As we can see, except for P10 all batches have only same-batches cells in their neighborhood, and cell type purity is quite decent except for P05, P06, P08, P10 and P12. The goal of integration is to increase LISI-batch while keeping LISI-class as low as possible.

Dataset integration using EmbedMNN

EmbedMNN combines a mutual nearest neighbors step with a graph embedding using UMAP. Parameters can be tuned during model instanciation. Model can then be ran using transform() method, providing a list of AnnData objects and a reference AnnData. The method will add a .obsm[“transmorph”] entry, corresponding to the integrated view computed. We choose not to provide annotations to simulate a completely unsupervised case. This model embeds all datasets in a common genes space, therefore there must exists a nonempty intersection between all .var_names.

model.transform(chen_10x)

EMBED_MNN > Transmorph model is initializing.
EMBED_MNN > Ready to start the integration of 14 datasets, 61870 total samples.
EMBED_MNN > Running layer LAYER_INPUT#0.
EMBED_MNN > Running layer LAYER_TRANSFORMATION#1.
EMBED_MNN > Running layer LAYER_MATCHING#2.
LAYER_MATCHING#2 > Calling matching MATCHING_MNN.
EMBED_MNN > Running layer LAYER_MERGING#3.
LAYER_MERGING#3 > Running merging MERGING_GRAPH_EMBEDDING...
EMBED_MNN > Running layer LAYER_OUTPUT#4.
EMBED_MNN > Terminated. Total embedding shape: (61870, 2)
EMBED_MNN > Results have been written in AnnData.obsm['X_transmorph'].

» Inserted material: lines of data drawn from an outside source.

use async_trait::async_trait;
use serde_json::Value;
use sqlx::{Postgres, QueryBuilder};
use time::OffsetDateTime;

use crate::application::pagination::PageRequest;
use crate::application::repos::{RepoError, TenderPage, TendersRepo};
use crate::application::search::{SearchPredicate, TenderPredicate};
use crate::domain::entities::{
    AuthorityRecord, GroupCount, TableCounts, TenderDetail, TenderRecord, TenderRequirements,
    TenderStats, TenderSuggestion,
};
use crate::domain::types::TenderCode;

use super::util::convert_count;
use super::{PostgresRepositories, TENDER_FROM, map_sqlx_error, push_predicate, push_search};

const TENDER_COLUMNS: &str = "SELECT t.id, t.kode_tender, t.kode_rup, t.nama_tender, t.lpse_id, \
     t.kategori_pekerjaan, t.status_tender, t.tahap_saat_ini, \
     t.nilai_pagu::float8 AS nilai_pagu, t.nilai_hps::float8 AS nilai_hps, \
     t.tahun_anggaran, t.url_detail, t.created_at, t.updated_at, \
     l.kode_lpse, l.nama_lpse, l.provinsi, l.kota, l.total_tenders::int8 AS lpse_total_tenders";

const STATS_CATEGORY_LIMIT: i64 = 10;

#[derive(sqlx::FromRow)]
struct TenderRow {
    id: i64,
    kode_tender: String,
    kode_rup: Option<String>,
    nama_tender: String,
    lpse_id: i64,
    kategori_pekerjaan: Option<String>,
    status_tender: Option<String>,
    tahap_saat_ini: Option<String>,
    nilai_pagu: Option<f64>,
    nilai_hps: Option<f64>,
    tahun_anggaran: Option<i32>,
    url_detail: Option<String>,
    created_at: OffsetDateTime,
    updated_at: OffsetDateTime,
    kode_lpse: Option<String>,
    nama_lpse: String,
    provinsi: Option<String>,
    kota: Option<String>,
    lpse_total_tenders: i64,
}

impl From<TenderRow> for TenderRecord {
    fn from(row: TenderRow) -> Self {
        Self {
            id: row.id,
            code: row.kode_tender,
            rup_code: row.kode_rup,
            name: row.nama_tender,
            authority_id: row.lpse_id,
            category: row.kategori_pekerjaan,
            status: row.status_tender,
            stage: row.tahap_saat_ini,
            budget_value: row.nilai_pagu,
            estimate_value: row.nilai_hps,
            fiscal_year: row.tahun_anggaran,
            detail_url: row.url_detail,
            created_at: row.created_at,
            updated_at: row.updated_at,
            authority: AuthorityRecord {
                id: row.lpse_id,
                code: row.kode_lpse,
                name: row.nama_lpse,
                province: row.provinsi,
                city: row.kota,
                total_tenders: row.lpse_total_tenders,
            },
        }
    }
}

#[derive(sqlx::FromRow)]
struct TenderDetailRow {
    #[sqlx(flatten)]
    tender: TenderRow,
    has_details: bool,
    persyaratan_umum: Option<Value>,
    persyaratan_teknis: Option<Value>,
    persyaratan_kualifikasi: Option<Value>,
    dokumen_pengadaan: Option<Value>,
}

impl From<TenderDetailRow> for TenderDetail {
    fn from(row: TenderDetailRow) -> Self {
        let requirements = row.has_details.then(|| {
            TenderRequirements {
                general: row.persyaratan_umum,
                technical: row.persyaratan_teknis,
                qualification: row.persyaratan_kualifikasi,
                procurement_documents: row.dokumen_pengadaan,
            }
            .normalized()
        });
        Self {
            tender: row.tender.into(),
            requirements,
        }
    }
}

#[derive(sqlx::FromRow)]
struct AuthorityRow {
    id: i64,
    kode_lpse: Option<String>,
    nama_lpse: String,
    provinsi: Option<String>,
    kota: Option<String>,
    total_tenders: i64,
}

impl From<AuthorityRow> for AuthorityRecord {
    fn from(row: AuthorityRow) -> Self {
        Self {
            id: row.id,
            code: row.kode_lpse,
            name: row.nama_lpse,
            province: row.provinsi,
            city: row.kota,
            total_tenders: row.total_tenders,
        }
    }
}

#[derive(sqlx::FromRow)]
struct SuggestionRow {
    id: i64,
    kode_tender: String,
    nama_tender: String,
    kategori_pekerjaan: Option<String>,
    status_tender: Option<String>,
    nama_lpse: Option<String>,
    nilai_pagu: Option<f64>,
}

impl From<SuggestionRow> for TenderSuggestion {
    fn from(row: SuggestionRow) -> Self {
        Self {
            id: row.id,
            code: row.kode_tender,
            name: row.nama_tender,
            category: row.kategori_pekerjaan,
            status: row.status_tender,
            authority_name: row.nama_lpse,
            budget_value: row.nilai_pagu,
        }
    }
}

#[derive(sqlx::FromRow)]
struct GroupRow {
    label: String,
    count: i64,
}

impl From<GroupRow> for GroupCount {
    fn from(row: GroupRow) -> Self {
        Self {
            label: row.label,
            count: row.count,
        }
    }
}

impl PostgresRepositories {
    async fn group_counts(
        &self,
        sql: &str,
        limit: Option<i64>,
    ) -> Result<Vec<GroupCount>, RepoError> {
        let mut query = sqlx::query_as::<_, GroupRow>(sql);
        if let Some(limit) = limit {
            query = query.bind(limit);
        }
        let rows = query
            .fetch_all(self.pool())
            .await
            .map_err(map_sqlx_error)?;
        Ok(rows.into_iter().map(GroupCount::from).collect())
    }

    async fn recent_tenders(&self, limit: i64) -> Result<Vec<TenderRecord>, RepoError> {
        let mut qb = QueryBuilder::<Postgres>::new(TENDER_COLUMNS);
        qb.push(TENDER_FROM);
        qb.push(" ORDER BY t.created_at DESC, t.id DESC LIMIT ");
        qb.push_bind(limit);
        let rows = qb
            .build_query_as::<TenderRow>()
            .fetch_all(self.pool())
            .await
            .map_err(map_sqlx_error)?;
        Ok(rows.into_iter().map(TenderRecord::from).collect())
    }

    async fn scalar_count(&self, sql: &str) -> Result<i64, RepoError> {
        sqlx::query_scalar::<_, i64>(sql)
            .fetch_one(self.pool())
            .await
            .map_err(map_sqlx_error)
    }
}

#[async_trait]
impl TendersRepo for PostgresRepositories {
    async fn list_tenders(
        &self,
        predicate: &TenderPredicate,
        page: PageRequest,
    ) -> Result<TenderPage, RepoError> {
        let mut count_qb = QueryBuilder::<Postgres>::new("SELECT COUNT(*)");
        count_qb.push(TENDER_FROM);
        push_predicate(&mut count_qb, predicate);

        let mut rows_qb = QueryBuilder::<Postgres>::new(TENDER_COLUMNS);
        rows_qb.push(TENDER_FROM);
        push_predicate(&mut rows_qb, predicate);
        rows_qb.push(" ORDER BY t.created_at DESC, t.id DESC LIMIT ");
        rows_qb.push_bind(i64::from(page.limit));
        rows_qb.push(" OFFSET ");
        rows_qb.push_bind(i64::try_from(page.skip()).unwrap_or(i64::MAX));

        let (total, rows) = tokio::try_join!(
            async {
                count_qb
                    .build_query_scalar::<i64>()
                    .fetch_one(self.pool())
                    .await
                    .map_err(map_sqlx_error)
            },
            async {
                rows_qb
                    .build_query_as::<TenderRow>()
                    .fetch_all(self.pool())
                    .await
                    .map_err(map_sqlx_error)
            },
        )?;

        Ok(TenderPage {
            total: convert_count(total)?,
            rows: rows.into_iter().map(TenderRecord::from).collect(),
        })
    }

    async fn find_tender(&self, code: &TenderCode) -> Result<Option<TenderDetail>, RepoError> {
        let mut qb = QueryBuilder::<Postgres>::new(TENDER_COLUMNS);
        qb.push(
            ", (d.tender_id IS NOT NULL) AS has_details, d.persyaratan_umum, d.persyaratan_teknis, \
             d.persyaratan_kualifikasi, d.dokumen_pengadaan \
             FROM tenders t JOIN lpse l ON l.id = t.lpse_id \
             LEFT JOIN tender_details d ON d.tender_id = t.id \
             WHERE t.kode_tender = ",
        );
        qb.push_bind(code.as_str().to_string());

        let row = qb
            .build_query_as::<TenderDetailRow>()
            .fetch_optional(self.pool())
            .await
            .map_err(map_sqlx_error)?;
        Ok(row.map(TenderDetail::from))
    }

    async fn suggest_tenders(
        &self,
        predicate: &SearchPredicate,
        limit: u32,
    ) -> Result<Vec<TenderSuggestion>, RepoError> {
        let mut qb = QueryBuilder::<Postgres>::new(
            "SELECT t.id, t.kode_tender, t.nama_tender, t.kategori_pekerjaan, t.status_tender, \
             l.nama_lpse, t.nilai_pagu::float8 AS nilai_pagu",
        );
        qb.push(TENDER_FROM);
        push_search(&mut qb, predicate);
        qb.push(" ORDER BY t.created_at DESC, t.id DESC LIMIT ");
        qb.push_bind(i64::from(limit));

        let rows = qb
            .build_query_as::<SuggestionRow>()
            .fetch_all(self.pool())
            .await
            .map_err(map_sqlx_error)?;
        Ok(rows.into_iter().map(TenderSuggestion::from).collect())
    }

    async fn tender_stats(&self, recent: u32) -> Result<TenderStats, RepoError> {
        let (
            total_tenders,
            total_authorities,
            average_budget,
            by_category,
            by_status,
            by_province,
            recent_tenders,
        ) = tokio::try_join!(
            self.scalar_count("SELECT COUNT(*) FROM tenders"),
            self.scalar_count("SELECT COUNT(*) FROM lpse"),
            async {
                sqlx::query_scalar::<_, Option<f64>>("SELECT AVG(nilai_pagu)::float8 FROM tenders")
                    .fetch_one(self.pool())
                    .await
                    .map_err(map_sqlx_error)
            },
            self.group_counts(
                "SELECT kategori_pekerjaan AS label, COUNT(*)::int8 AS count FROM tenders \
                 WHERE kategori_pekerjaan IS NOT NULL \
                 GROUP BY kategori_pekerjaan ORDER BY count DESC, label LIMIT $1",
                Some(STATS_CATEGORY_LIMIT),
            ),
            self.group_counts(
                "SELECT status_tender AS label, COUNT(*)::int8 AS count FROM tenders \
                 WHERE status_tender IS NOT NULL \
                 GROUP BY status_tender ORDER BY count DESC, label",
                None,
            ),
            self.group_counts(
                "SELECT provinsi AS label, COALESCE(SUM(total_tenders), 0)::int8 AS count FROM lpse \
                 WHERE provinsi IS NOT NULL \
                 GROUP BY provinsi ORDER BY count DESC, label",
                None,
            ),
            self.recent_tenders(i64::from(recent)),
        )?;

        Ok(TenderStats {
            total_tenders,
            total_authorities,
            average_budget: average_budget.unwrap_or(0.0),
            by_category,
            by_status,
            by_province,
            recent_tenders,
        })
    }

    async fn list_authorities(&self) -> Result<Vec<AuthorityRecord>, RepoError> {
        let rows = sqlx::query_as::<_, AuthorityRow>(
            "SELECT id, kode_lpse, nama_lpse, provinsi, kota, total_tenders::int8 AS total_tenders \
             FROM lpse ORDER BY nama_lpse ASC",
        )
        .fetch_all(self.pool())
        .await
        .map_err(map_sqlx_error)?;
        Ok(rows.into_iter().map(AuthorityRecord::from).collect())
    }

    async fn table_counts(&self) -> Result<TableCounts, RepoError> {
        let (tenders, authorities) = tokio::try_join!(
            self.scalar_count("SELECT COUNT(*) FROM tenders"),
            self.scalar_count("SELECT COUNT(*) FROM lpse"),
        )?;
        Ok(TableCounts {
            tenders,
            authorities,
        })
    }

    async fn ping(&self) -> Result<(), RepoError> {
        self.health_check().await.map_err(map_sqlx_error)
    }
}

Integration analysis with LISI

We can then have a look at the final embedding, stored in the .obsm field “transmorph”. It can be passed as input to scatter_plot function.

### Integration analysis with LISI

scatter_plot(chen_10x, use_rep="transmorph", xlabel="TR1", ylabel="TR2")
scatter_plot(chen_10x, use_rep="transmorph", color_by="class", xlabel="TR1", ylabel="TR2")

As we can see, EmbedMNN seems to have greatly improved the mixing between batches, while reasonably conserving distinction between cell types. We can confirm this by comparing with post-transmorph LISI.

from transmorph.stats.lisi import lisi

datasets = list(chen_10x.values())
lisi_batch_aft = lisi(datasets, obsm="transmorph")
lisi_class_aft = lisi(datasets, obsm="transmorph", obs="class")

# LISI-batch (higher is better)
labels = []
plt.figure(figsize=(6,4))
add_label(plt.violinplot(lisi_batch_bef, positions=positions - .15), "raw")
add_label(plt.violinplot(lisi_batch_aft, positions=positions + .15), "transmorph")
plt.ylim(0, len(datasets))
plt.xticks(positions, chen_10x.keys(), rotation=90)
plt.xlabel("Batch")
plt.ylabel("LISI-batch (higher is better)")

plt.legend(*zip(*labels), loc=2)
pass

LISI-batch has greatly improved using transmorph, meaning batches are now way better mixed.

# LISI-class (lower is better)
labels = []
plt.figure(figsize=(6,4))
add_label(plt.violinplot(lisi_class_bef, positions=positions - .15), "raw")
add_label(plt.violinplot(lisi_class_aft, positions=positions + .15), "transmorph")
plt.ylim(0, 8)
plt.xticks(positions, chen_10x.keys(), rotation=90)
plt.xlabel("Batch")
plt.ylabel("LISI-class (lower is better)")

plt.legend(*zip(*labels), loc=2)
pass

LISI-class has also consistently decreased using transmorph except for P10 and P11, meaning cell types are better separated.

References

[1] Chen, Y. P., Yin, J. H., Li, W. F., Li, H. J., Chen, D. P., Zhang, C. J., … & Ma, J. (2020). Single-cell transcriptomics reveals regulators underlying immune cell diversity and immune subtypes associated with prognosis in nasopharyngeal carcinoma. Cell research, 30(11), 1024-1042.

[2] Haghverdi, Laleh, et al. Batch effects in single-cell RNA-sequencing data are corrected by matching mutual nearest neighbors. Nature biotechnology 36.5 (2018): 421-427.

[3] Becht, Etienne, et al. Dimensionality reduction for visualizing single-cell data using UMAP. Nature biotechnology 37.1 (2019): 38-44.

[4] Korsunsky, Ilya, et al. Fast, sensitive and accurate integration of single-cell data with Harmony. Nature methods 16.12 (2019): 1289-1296.